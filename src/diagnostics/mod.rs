//! Diagnostics for fitted Poisson models.
//!
//! These produce the numbers behind the usual diagnostic plots:
//!
//! - **Residuals**: response, Pearson, deviance and working residuals
//!   (residuals vs. fitted)
//! - **Q-Q**: sorted deviance residuals against normal quantiles
//! - **Leverage**: hat values of the weighted fit
//! - **Influence**: Cook's distance
//!
//! # Example
//!
//! ```rust,ignore
//! use goalglm::diagnostics::{influential_cooks, qq_points};
//!
//! let qq = qq_points(&fitted.deviance_residuals());
//! let influential = influential_cooks(&fitted.cooks_distance(), None);
//! ```

mod glm_residuals;
mod influence;
mod leverage;
mod qq;

pub use glm_residuals::{
    deviance_residuals, pearson_residuals, response_residuals, standardized_deviance_residuals,
    standardized_pearson_residuals, working_residuals,
};
pub use influence::{cooks_distance, influential_cooks};
pub use leverage::{hat_values, high_leverage_points};
pub use qq::{plotting_positions, qq_points, QqPoints};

· · · · · · ·

### WHAT THIS TASK INVOLVES
Everything from the line containing "mod leverage;" through the final line above must be copied exactly, with both ends kept.

### COMPLETED EXERCISE
mod leverage;
mod qq;

pub use glm_residuals::{
    deviance_residuals, pearson_residuals, response_residuals, standardized_deviance_residuals,
    standardized_pearson_residuals, working_residuals,
};
pub use influence::{cooks_distance, influential_cooks};
pub use leverage::{hat_values, high_leverage_points};
pub use qq::{plotting_positions, qq_points, QqPoints};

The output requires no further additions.